What you will do ->
What you return should be the full listing, exactly as given.

Task inputs ->
»»

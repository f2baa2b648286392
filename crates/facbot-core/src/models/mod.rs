//! Configuration and transcript data models.

pub mod config;
pub mod message;
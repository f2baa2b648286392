//! Subcommands and the terminal rendering they share.

pub mod chat;
pub mod config;
pub mod process;

use std::fs;
use std::path::{Path, PathBuf};
use std::time::Duration;

use anyhow::Context;
use console::style;
use indicatif::{ProgressBar, ProgressStyle};
use tracing::debug;

use facbot_core::models::config::FacbotConfig;
use facbot_core::{
    AssistantClient, ChatMessage, ConversationController, ExportArtifact, ExportService,
    LineItemRow, NoticeLevel, PdfTextExtractor, Role, TurnReport,
};

/// The controller both interactive and batch runs use.
pub type Controller = ConversationController<AssistantClient, PdfTextExtractor>;

/// `<config_dir>/facbot/config.json`.
pub fn default_config_path() -> PathBuf {
    dirs::config_dir()
        .unwrap_or_else(|| PathBuf::from("."))
        .join("facbot")
        .join("config.json")
}

/// Load `--config` if given, else the default file if present, else defaults.
pub fn load_config(config_path: Option<&str>) -> anyhow::Result<FacbotConfig> {
    if let Some(path) = config_path {
        return FacbotConfig::from_file(Path::new(path))
            .with_context(|| format!("Failed to read config file {}", path));
    }

    let default_path = default_config_path();
    if default_path.exists() {
        debug!("Using config file {}", default_path.display());
        return FacbotConfig::from_file(&default_path)
            .with_context(|| format!("Failed to read config file {}", default_path.display()));
    }

    Ok(FacbotConfig::default())
}

/// Wire the configured assistant, extractor and exporter together.
pub fn build_controller(config: &FacbotConfig) -> anyhow::Result<Controller> {
    let assistant = AssistantClient::from_config(&config.assistant)
        .context("Cannot connect to the assistant. Set assistant.assistant_id and an API key")?;

    Ok(ConversationController::new(
        assistant,
        PdfTextExtractor::from_config(&config.pdf),
        ExportService::from_config(&config.export),
        config.chat.clone(),
    ))
}

/// Spinner shown while a turn waits on the assistant.
pub fn spinner(message: &str) -> anyhow::Result<ProgressBar> {
    let pb = ProgressBar::new_spinner();
    pb.set_style(ProgressStyle::default_spinner().template("{spinner:.green} {msg}")?);
    pb.set_message(message.to_string());
    pb.enable_steady_tick(Duration::from_millis(100));
    Ok(pb)
}

/// Print one transcript entry.
pub fn print_message(message: &ChatMessage) {
    let who = match message.role {
        Role::User => style("Tú").cyan().bold(),
        Role::Assistant => style("FacBot").green().bold(),
    };
    println!("{} {}", who, message.text);

    if !message.table.is_empty() {
        print_table(&message.table);
    }
    println!();
}

/// Print rows as an aligned text table.
pub fn print_table(rows: &[LineItemRow]) {
    let columns = ExportService::columns(rows);
    let cells: Vec<Vec<&str>> = rows
        .iter()
        .map(|row| columns.iter().map(|c| row.get(c).unwrap_or("")).collect())
        .collect();

    let widths: Vec<usize> = columns
        .iter()
        .enumerate()
        .map(|(i, c)| {
            cells
                .iter()
                .map(|r| r[i].chars().count())
                .chain(std::iter::once(c.chars().count()))
                .max()
                .unwrap_or(0)
        })
        .collect();

    let header: Vec<&str> = columns.iter().map(String::as_str).collect();
    println!("  {}", style(table_line(&header, &widths)).bold());
    for row in &cells {
        println!("  {}", table_line(row, &widths));
    }
}

fn table_line(values: &[&str], widths: &[usize]) -> String {
    values
        .iter()
        .zip(widths)
        .map(|(v, w)| format!("{:<width$}", v, width = w))
        .collect::<Vec<_>>()
        .join(" | ")
}

/// Print the notices of a turn.
pub fn print_notices(report: &TurnReport) {
    for notice in &report.notices {
        match notice.level {
            NoticeLevel::Info => println!("{} {}", style("ℹ").blue(), notice.text),
            NoticeLevel::Warning => println!("{} {}", style("⚠").yellow(), notice.text),
            NoticeLevel::Error => eprintln!("{} {}", style("✗").red(), notice.text),
        }
    }
}

/// Write an export artifact into `dir` and return its path.
pub fn write_artifact(artifact: &ExportArtifact, dir: &Path) -> anyhow::Result<PathBuf> {
    fs::create_dir_all(dir)?;
    let path = dir.join(&artifact.file_name);
    fs::write(&path, &artifact.bytes)
        .with_context(|| format!("Failed to write {}", path.display()))?;
    debug!("Wrote {} bytes to {}", artifact.bytes.len(), path.display());
    Ok(path)
}

/// File name for log and event purposes.
pub fn display_name(path: &Path) -> String {
    path.file_name()
        .and_then(|n| n.to_str())
        .map(str::to_string)
        .unwrap_or_else(|| path.display().to_string())
}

««

Problem solution ->
repository f2baa2b648286392
filename crates/facbot-core/src/models/mod.rs
//! Configuration and transcript data models.

pub mod config;
pub mod message;
repository f2baa2b648286392
//! Subcommands and the terminal rendering they share.

pub mod chat;
pub mod config;
pub mod process;

use std::fs;
use std::path::{Path, PathBuf};
use std::time::Duration;

use anyhow::Context;
use console::style;
use indicatif::{ProgressBar, ProgressStyle};
use tracing::debug;

use facbot_core::models::config::FacbotConfig;
use facbot_core::{
    AssistantClient, ChatMessage, ConversationController, ExportArtifact, ExportService,
    LineItemRow, NoticeLevel, PdfTextExtractor, Role, TurnReport,
};

/// The controller both interactive and batch runs use.
pub type Controller = ConversationController<AssistantClient, PdfTextExtractor>;

/// `<config_dir>/facbot/config.json`.
pub fn default_config_path() -> PathBuf {
    dirs::config_dir()
        .unwrap_or_else(|| PathBuf::from("."))
        .join("facbot")
        .join("config.json")
}

/// Load `--config` if given, else the default file if present, else defaults.
pub fn load_config(config_path: Option<&str>) -> anyhow::Result<FacbotConfig> {
    if let Some(path) = config_path {
        return FacbotConfig::from_file(Path::new(path))
            .with_context(|| format!("Failed to read config file {}", path));
    }

    let default_path = default_config_path();
    if default_path.exists() {
        debug!("Using config file {}", default_path.display());
        return FacbotConfig::from_file(&default_path)
            .with_context(|| format!("Failed to read config file {}", default_path.display()));
    }

    Ok(FacbotConfig::default())
}

/// Wire the configured assistant, extractor and exporter together.
pub fn build_controller(config: &FacbotConfig) -> anyhow::Result<Controller> {
    let assistant = AssistantClient::from_config(&config.assistant)
        .context("Cannot connect to the assistant. Set assistant.assistant_id and an API key")?;

    Ok(ConversationController::new(
        assistant,
        PdfTextExtractor::from_config(&config.pdf),
        ExportService::from_config(&config.export),
        config.chat.clone(),
    ))
}

/// Spinner shown while a turn waits on the assistant.
pub fn spinner(message: &str) -> anyhow::Result<ProgressBar> {
    let pb = ProgressBar::new_spinner();
    pb.set_style(ProgressStyle::default_spinner().template("{spinner:.green} {msg}")?);
    pb.set_message(message.to_string());
    pb.enable_steady_tick(Duration::from_millis(100));
    Ok(pb)
}

/// Print one transcript entry.
pub fn print_message(message: &ChatMessage) {
    let who = match message.role {
        Role::User => style("Tú").cyan().bold(),
        Role::Assistant => style("FacBot").green().bold(),
    };
    println!("{} {}", who, message.text);

    if !message.table.is_empty() {
        print_table(&message.table);
    }
    println!();
}

/// Print rows as an aligned text table.
pub fn print_table(rows: &[LineItemRow]) {
    let columns = ExportService::columns(rows);
    let cells: Vec<Vec<&str>> = rows
        .iter()
        .map(|row| columns.iter().map(|c| row.get(c).unwrap_or("")).collect())
        .collect();

    let widths: Vec<usize> = columns
        .iter()
        .enumerate()
        .map(|(i, c)| {
            cells
                .iter()
                .map(|r| r[i].chars().count())
                .chain(std::iter::once(c.chars().count()))
                .max()
                .unwrap_or(0)
        })
        .collect();

    let header: Vec<&str> = columns.iter().map(String::as_str).collect();
    println!("  {}", style(table_line(&header, &widths)).bold());
    for row in &cells {
        println!("  {}", table_line(row, &widths));
    }
}

fn table_line(values: &[&str], widths: &[usize]) -> String {
    values
        .iter()
        .zip(widths)
        .map(|(v, w)| format!("{:<width$}", v, width = w))
        .collect::<Vec<_>>()
        .join(" | ")
}

/// Print the notices of a turn.
pub fn print_notices(report: &TurnReport) {
    for notice in &report.notices {
        match notice.level {
            NoticeLevel::Info => println!("{} {}", style("ℹ").blue(), notice.text),
            NoticeLevel::Warning => println!("{} {}", style("⚠").yellow(), notice.text),
            NoticeLevel::Error => eprintln!("{} {}", style("✗").red(), notice.text),
        }
    }
}

/// Write an export artifact into `dir` and return its path.
pub fn write_artifact(artifact: &ExportArtifact, dir: &Path) -> anyhow::Result<PathBuf> {
    fs::create_dir_all(dir)?;
    let path = dir.join(&artifact.file_name);
    fs::write(&path, &artifact.bytes)
        .with_context(|| format!("Failed to write {}", path.display()))?;
    debug!("Wrote {} bytes to {}", artifact.bytes.len(), path.display());
    Ok(path)
}

/// File name for log and event purposes.
pub fn display_name(path: &Path) -> String {
    path.file_name()
        .and_then(|n| n.to_str())
        .map(str::to_string)
        .unwrap_or_else(|| path.display().to_string())
}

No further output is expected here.